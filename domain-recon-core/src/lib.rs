//! Lightweight domain reconnaissance.
//!
//! Given a target domain, this crate queries several independent data
//! sources — WHOIS registration data, forward DNS, a bounded list of
//! candidate subdomains, and the domain's HTTP response headers — and
//! merges everything into a single [`Report`]. Every source is allowed
//! to fail on its own: a dead WHOIS server or an unresolvable host
//! degrades one report field, never the whole report.

mod error;
mod services;
mod types;

pub use error::{ReconError, ReconResult};
pub use services::ReconService;
pub use types::{
    DnsRecordSet, RegistrationRecord, Report, Sourced, SubdomainHit, WebFingerprint,
};
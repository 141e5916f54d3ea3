//! Public types returned by reconnaissance operations.

use serde::{Deserialize, Serialize};

use crate::error::{ReconError, ReconResult};

/// Per-source result embedded in a [`Report`].
///
/// Serializes transparently: a successful value is emitted as-is, a failed
/// source becomes `{"error": "<message>"}`.
#[derive(Debug, Clone, Serialize, Deserialize, PartialEq, Eq)]
#[serde(untagged)]
pub enum Sourced<T> {
    // The error arm must come first: untagged deserialization tries the
    // variants in order, and payloads whose fields are all optional would
    // otherwise swallow `{"error": ...}` objects.
    /// The source failed; carries a human-readable message.
    Err {
        /// Description of the failure.
        error: String,
    },
    /// The source produced a value.
    Ok(T),
}

impl<T> Sourced<T> {
    /// Returns `true` for the success arm.
    pub const fn is_ok(&self) -> bool {
        matches!(self, Self::Ok(_))
    }

    /// Returns the success value, if any.
    pub const fn as_ok(&self) -> Option<&T> {
        match self {
            Self::Ok(value) => Some(value),
            Self::Err { .. } => None,
        }
    }

    /// Returns the error message, if any.
    pub fn as_err(&self) -> Option<&str> {
        match self {
            Self::Ok(_) => None,
            Self::Err { error } => Some(error),
        }
    }
}

impl<T> From<ReconResult<T>> for Sourced<T> {
    fn from(result: ReconResult<T>) -> Self {
        match result {
            Ok(value) => Self::Ok(value),
            Err(e) => Self::Err {
                error: e.to_string(),
            },
        }
    }
}

impl<T> From<ReconError> for Sourced<T> {
    fn from(e: ReconError) -> Self {
        Self::Err {
            error: e.to_string(),
        }
    }
}

/// WHOIS registration data parsed from the raw registry response.
///
/// Registry output has no fixed schema, so every field is a display string
/// that may simply be absent.
#[derive(Debug, Clone, Serialize, Deserialize, PartialEq, Eq)]
pub struct RegistrationRecord {
    /// The domain name as reported by the registry (falls back to the
    /// queried domain).
    pub domain_name: Option<String>,
    /// Sponsoring registrar (e.g. "Cloudflare, Inc.").
    pub registrar: Option<String>,
    /// Registration creation date, verbatim registry formatting.
    pub creation_date: Option<String>,
    /// Registration expiration date, verbatim registry formatting.
    pub expiration_date: Option<String>,
    /// Authoritative name servers, lowercased and deduplicated.
    pub name_servers: Vec<String>,
    /// Contact email addresses found in the response, deduplicated.
    pub emails: Vec<String>,
}

/// Values of the four fixed DNS record types queried for a domain.
///
/// A type with no records maps to an empty list; the serialized form always
/// carries all four keys.
#[derive(Debug, Clone, Default, Serialize, Deserialize, PartialEq, Eq)]
pub struct DnsRecordSet {
    /// IPv4 address records.
    #[serde(rename = "A")]
    pub a: Vec<String>,
    /// Mail exchange records, rendered as `"preference exchange"`.
    #[serde(rename = "MX")]
    pub mx: Vec<String>,
    /// Name server records, trailing dots removed.
    #[serde(rename = "NS")]
    pub ns: Vec<String>,
    /// Text records, character-strings concatenated.
    #[serde(rename = "TXT")]
    pub txt: Vec<String>,
}

/// A candidate subdomain that resolved successfully.
#[derive(Debug, Clone, Serialize, Deserialize, PartialEq, Eq)]
pub struct SubdomainHit {
    /// Fully qualified probed name (e.g. `www.example.com`).
    pub subdomain: String,
    /// First IP address the name resolved to.
    pub ip: String,
}

/// Header-derived signals from the domain's web server.
#[derive(Debug, Clone, Serialize, Deserialize, PartialEq, Eq)]
pub struct WebFingerprint {
    /// `Server` response header, `"N/A"` when absent.
    pub server: String,
    /// `X-Powered-By` response header, `"N/A"` when absent.
    pub powered_by: String,
    /// HTTP status code of the final response after redirects.
    pub status_code: u16,
}

/// Combined reconnaissance report for one domain.
///
/// Built fresh per request; the sources are independent, so any subset of
/// `whois`, `ip`, and `web_tech` may carry an error while the rest are
/// populated.
#[derive(Debug, Clone, Serialize, Deserialize, PartialEq, Eq)]
pub struct Report {
    /// The validated, normalized target domain.
    pub domain: String,
    /// Registration data, or the WHOIS failure.
    pub whois: Sourced<RegistrationRecord>,
    /// Primary IP address, or the resolution failure.
    pub ip: Sourced<String>,
    /// Records for the four fixed DNS record types.
    pub dns: DnsRecordSet,
    /// Candidate subdomains that resolved, in candidate-list order.
    pub subdomains: Vec<SubdomainHit>,
    /// Web server fingerprint, or the HTTP failure.
    pub web_tech: Sourced<WebFingerprint>,
}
════════
WHAT TO DO: Exactly the lines above from the one with "name resolved to." to the one with "any subset of", both included, are to be quoted; leave the rest out.

ANSWER BOX:
    /// First IP address the name resolved to.
    pub ip: String,
}

/// Header-derived signals from the domain's web server.
#[derive(Debug, Clone, Serialize, Deserialize, PartialEq, Eq)]
pub struct WebFingerprint {
    /// `Server` response header, `"N/A"` when absent.
    pub server: String,
    /// `X-Powered-By` response header, `"N/A"` when absent.
    pub powered_by: String,
    /// HTTP status code of the final response after redirects.
    pub status_code: u16,
}

/// Combined reconnaissance report for one domain.
///
/// Built fresh per request; the sources are independent, so any subset of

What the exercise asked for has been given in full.